Sound judgment. When one puts his thoughts in writing he has no way of knowing into whose hands they may fall. Some things should not be put in writing. There is no point in deliberately placing oneself in a libelous situation. Satan does not miss an opportunity to destroy our work. We must exercise prudence. This also applies to the raising of various issues. A good question to ask is "Does this issue deserve the magnitude of attention it is getting?"

Brevity. Preparing for a long trip, a man said, "I am just about packed. I only have to put in a guide book, a lamp, a mirror, a microscope, a telescope, a volume of poetry, a few biographies, a package of letters, a book of songs, a sword, a hammer and a set of books I have been studying." "But you can't possibly get all that into your bag," responded his friend. "Oh yes, it doesn't take much room." With a smile he placed a Bible into the corner of his suitcase and closed the lid.

The Bible is the most concise and compact book ever writ-ten. What book deals with a wider range of topics than the Bible? The Bible records several thousand years of history. It contains geography, science, mystery, romance, history, poetry, biographies, adventure and touches on many other subjects.

I am not arguing for articles of a particular length. Some topics deserve more space than they are given. Others may be too long for what we had to say. It is interesting to note that it takes only about 16 minutes to repeat the Sermon on the Mount, reading aloud at normal speed. Yet it is nothing short of a masterpiece -- delivered by the Master Teacher. We must be careful not to use a gallon of words to express a spoonful of thought.

A friend of mine once remarked that too many words are wasted. His comment was that "we are drowning in a sea of words." A brother who works 8 hours per day, spends a considerable amount of time traveling to and from work, tries to fulfill the role of a husband, father, handyman, and financial wizard, does not have the same amount of time for reading that a preacher might have.
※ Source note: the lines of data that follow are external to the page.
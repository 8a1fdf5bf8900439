//! Time source abstraction.
//!
//! Time-windowed guards (self-cancel threshold, auto-complete grace period,
//! retry scheduling) read the clock through this trait so tests can pin it.

use chrono::{DateTime, Duration, Utc};
use std::sync::{Arc, Mutex};

pub trait Clock: Send + Sync {
	fn now(&self) -> DateTime<Utc>;
}

/// Wall-clock time.
#[derive(Debug, Default, Clone, Copy)]
pub struct SystemClock;

impl Clock for SystemClock {
	fn now(&self) -> DateTime<Utc> {
		Utc::now()
	}
}

/// A clock that only moves when told to.
#[derive(Debug, Clone)]
pub struct ManualClock {
	now: Arc<Mutex<DateTime<Utc>>>,
}

impl ManualClock {
	pub fn new(start: DateTime<Utc>) -> Self {
		Self {
			now: Arc::new(Mutex::new(start)),
		}
	}

	pub fn set(&self, to: DateTime<Utc>) {
		if let Ok(mut now) = self.now.lock() {
			*now = to;
		}
	}

	pub fn advance(&self, by: Duration) {
		if let Ok(mut now) = self.now.lock() {
			*now += by;
		}
	}
}

impl Clock for ManualClock {
	fn now(&self) -> DateTime<Utc> {
		match self.now.lock() {
			Ok(now) => *now,
			Err(poisoned) => *poisoned.into_inner(),
		}
	}
}

#[cfg(test)]
mod tests {
	use super::*;

	#[test]
	fn test_manual_clock_shared_between_clones() {
		let start = Utc::now();
		let clock = ManualClock::new(start);
		let handle = clock.clone();
		handle.advance(Duration::minutes(61));
		assert_eq!(clock.now(), start + Duration::minutes(61));
	}
}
We should appreciate the fact that such a brother would subscribe to a paper and try to keep up on his reading and studying. I will try to do my best in consideration of him and watch the verbiage.
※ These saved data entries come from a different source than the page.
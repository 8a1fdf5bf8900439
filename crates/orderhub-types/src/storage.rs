//! Storage namespaces used by the order hub.

use std::str::FromStr;

/// Storage keys for different data collections.
///
/// Each variant is a namespace; records are addressed as `namespace:id`.
#[derive(Debug, Clone, Copy, PartialEq, Eq, Hash)]
pub enum StorageKey {
	/// Order records keyed by numeric id
	Orders,
	/// Order number to order id index
	OrderNumbers,
	/// Per-order status log vectors
	StatusLogs,
	/// Cancel requests keyed by request id
	CancelRequests,
	/// Order id to pending cancel request id
	PendingCancelRequests,
	/// Waybills keyed by order id
	Shipments,
	/// Catalog SKUs
	Skus,
	/// Markup rules
	MarkupRules,
	/// Webhook endpoints keyed by `kind:id`
	WebhookEndpoints,
	/// Webhook delivery tasks
	WebhookLogs,
	/// Due time of every task that may still be delivered, keyed by task id
	WebhookQueue,
	/// Monotonic id counters
	Sequences,
}

impl StorageKey {
	/// Returns the string representation of the storage key.
	pub fn as_str(&self) -> &'static str {
		match self {
			StorageKey::Orders => "orders",
			StorageKey::OrderNumbers => "order_numbers",
			StorageKey::StatusLogs => "status_logs",
			StorageKey::CancelRequests => "cancel_requests",
			StorageKey::PendingCancelRequests => "pending_cancel_requests",
			StorageKey::Shipments => "shipments",
			StorageKey::Skus => "skus",
			StorageKey::MarkupRules => "markup_rules",
			StorageKey::WebhookEndpoints => "webhook_endpoints",
			StorageKey::WebhookLogs => "webhook_logs",
			StorageKey::WebhookQueue => "webhook_queue",
			StorageKey::Sequences => "sequences",
		}
	}

	/// Returns an iterator over all StorageKey variants.
	pub fn all() -> impl Iterator<Item = Self> {
		[
			Self::Orders,
			Self::OrderNumbers,
			Self::StatusLogs,
			Self::CancelRequests,
			Self::PendingCancelRequests,
			Self::Shipments,
			Self::Skus,
			Self::MarkupRules,
			Self::WebhookEndpoints,
			Self::WebhookLogs,
			Self::WebhookQueue,
			Self::Sequences,
		]
		.into_iter()
	}
}

impl FromStr for StorageKey {
	type Err = ();

	fn from_str(s: &str) -> Result<Self, Self::Err> {
		Self::all().find(|key| key.as_str() == s).ok_or(())
	}
}

impl From<StorageKey> for &'static str {
	fn from(key: StorageKey) -> Self {
		key.as_str()
	}
}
Courtesy and fairness. I regret that some quit subscribing to periodicals because they often contain controversies. The daily newspaper has controversies in it but I still want to keep up with the news. Come to think of it, the Bible contains controversies.

It may be that the objection is to the manner and attitude in which a controversy is carried on. Someone once said, "Rudeness is a weak man's limitation of strength." A teacher of God's word must walk a fine line. There is a danger in our efforts to speak the truth with all boldness that we will be unkind and unloving. And there is a danger in our efforts to be kind and loving that we will compromise the truth. If during my association with Guardian of Truth I find myself involved in controversy, I resolve now to do my best not to belittle the one with whom I share a disagreement by unkind personal remarks. Paul said, "only let your conversation be as it becometh the gospel" (Phil. 1:27). This should govern our writing as well as our preaching.

Finally, consider Paul's exhortation to the preacher Timothy. "And the Lord's servant must not strive but be gentle towards all, apt to teach, forbearing, in meekness correcting them that oppose themselves; if peradventure God may give them repentance unto the knowledge of the truth, and they may recover themselves out of the snare of the devil, having been taken captive by him unto his will" (2 Tim. 2:24-26).


This is a big order and I may have to eat some of my words. But if I fall short it will not be the fault of the goals themselves. It will be due to my own shortcomings. Pray for me.